■ The task: A single number is the whole answer: the tally of lines in the data below that include the word "UrlSigner".

[[ Excerpted data, beginning ]]

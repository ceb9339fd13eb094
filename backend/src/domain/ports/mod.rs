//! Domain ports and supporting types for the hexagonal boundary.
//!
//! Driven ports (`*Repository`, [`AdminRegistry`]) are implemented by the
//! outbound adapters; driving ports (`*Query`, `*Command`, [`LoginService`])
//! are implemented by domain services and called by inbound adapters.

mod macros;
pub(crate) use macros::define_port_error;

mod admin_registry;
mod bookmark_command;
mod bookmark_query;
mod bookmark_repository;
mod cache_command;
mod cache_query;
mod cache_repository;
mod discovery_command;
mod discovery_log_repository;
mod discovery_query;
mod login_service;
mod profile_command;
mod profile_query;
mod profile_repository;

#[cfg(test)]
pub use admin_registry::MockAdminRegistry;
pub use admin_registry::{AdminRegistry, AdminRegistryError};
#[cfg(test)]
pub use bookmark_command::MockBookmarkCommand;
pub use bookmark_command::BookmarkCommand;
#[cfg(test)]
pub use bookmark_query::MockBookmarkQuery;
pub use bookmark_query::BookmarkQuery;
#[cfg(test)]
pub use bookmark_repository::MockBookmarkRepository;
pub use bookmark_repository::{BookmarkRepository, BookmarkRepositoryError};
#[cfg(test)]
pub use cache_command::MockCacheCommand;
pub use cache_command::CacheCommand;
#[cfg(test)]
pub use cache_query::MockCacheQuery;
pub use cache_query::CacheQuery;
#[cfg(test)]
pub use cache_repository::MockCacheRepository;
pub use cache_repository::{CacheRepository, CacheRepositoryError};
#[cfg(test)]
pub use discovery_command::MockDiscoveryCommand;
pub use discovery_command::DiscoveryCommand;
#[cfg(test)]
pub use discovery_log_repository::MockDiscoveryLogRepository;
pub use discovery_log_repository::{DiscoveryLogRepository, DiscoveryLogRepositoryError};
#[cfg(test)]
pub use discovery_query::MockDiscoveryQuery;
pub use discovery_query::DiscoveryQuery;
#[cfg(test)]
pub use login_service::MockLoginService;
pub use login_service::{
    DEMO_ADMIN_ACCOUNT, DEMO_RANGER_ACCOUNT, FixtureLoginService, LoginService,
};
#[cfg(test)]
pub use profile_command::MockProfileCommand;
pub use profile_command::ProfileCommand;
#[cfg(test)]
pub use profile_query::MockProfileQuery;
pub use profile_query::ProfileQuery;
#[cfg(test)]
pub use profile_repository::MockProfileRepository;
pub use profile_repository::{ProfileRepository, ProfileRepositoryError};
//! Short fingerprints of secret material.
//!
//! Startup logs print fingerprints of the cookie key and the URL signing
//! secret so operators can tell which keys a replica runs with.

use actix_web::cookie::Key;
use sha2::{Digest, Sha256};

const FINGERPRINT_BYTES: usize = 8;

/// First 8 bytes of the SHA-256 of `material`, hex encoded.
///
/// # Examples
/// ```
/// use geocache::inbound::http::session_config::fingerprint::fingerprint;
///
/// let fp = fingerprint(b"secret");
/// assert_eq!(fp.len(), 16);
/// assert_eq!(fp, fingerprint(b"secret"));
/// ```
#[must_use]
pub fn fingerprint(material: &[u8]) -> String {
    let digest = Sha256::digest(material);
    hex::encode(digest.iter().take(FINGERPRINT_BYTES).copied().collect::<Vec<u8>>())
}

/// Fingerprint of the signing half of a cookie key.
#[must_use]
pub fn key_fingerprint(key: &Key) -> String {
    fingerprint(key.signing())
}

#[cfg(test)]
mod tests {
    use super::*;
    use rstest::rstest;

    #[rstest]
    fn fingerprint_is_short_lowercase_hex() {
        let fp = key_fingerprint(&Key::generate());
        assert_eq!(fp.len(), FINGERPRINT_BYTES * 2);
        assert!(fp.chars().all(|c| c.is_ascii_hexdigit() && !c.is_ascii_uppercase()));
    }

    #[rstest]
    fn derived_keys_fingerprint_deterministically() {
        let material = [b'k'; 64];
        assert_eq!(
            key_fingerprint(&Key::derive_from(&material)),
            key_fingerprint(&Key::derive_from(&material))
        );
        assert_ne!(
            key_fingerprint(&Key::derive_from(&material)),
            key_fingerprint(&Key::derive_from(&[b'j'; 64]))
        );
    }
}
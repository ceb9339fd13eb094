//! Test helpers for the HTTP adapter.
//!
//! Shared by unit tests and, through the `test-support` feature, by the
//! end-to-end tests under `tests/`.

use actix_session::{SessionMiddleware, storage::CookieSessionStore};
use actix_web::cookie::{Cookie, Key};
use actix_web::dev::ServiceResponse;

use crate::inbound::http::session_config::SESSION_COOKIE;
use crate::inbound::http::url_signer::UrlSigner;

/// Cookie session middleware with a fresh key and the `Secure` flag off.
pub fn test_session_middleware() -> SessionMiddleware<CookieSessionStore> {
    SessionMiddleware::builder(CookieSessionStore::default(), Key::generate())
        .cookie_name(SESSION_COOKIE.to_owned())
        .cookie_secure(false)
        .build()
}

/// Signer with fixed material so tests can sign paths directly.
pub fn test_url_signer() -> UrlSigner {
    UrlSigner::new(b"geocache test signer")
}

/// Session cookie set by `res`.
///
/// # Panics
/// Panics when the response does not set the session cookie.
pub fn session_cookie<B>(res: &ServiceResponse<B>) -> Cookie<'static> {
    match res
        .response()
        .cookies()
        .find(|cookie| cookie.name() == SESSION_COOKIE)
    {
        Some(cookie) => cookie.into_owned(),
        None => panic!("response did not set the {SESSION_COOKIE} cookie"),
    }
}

[[ Excerpted data, end ]]

■ Expected answer: 3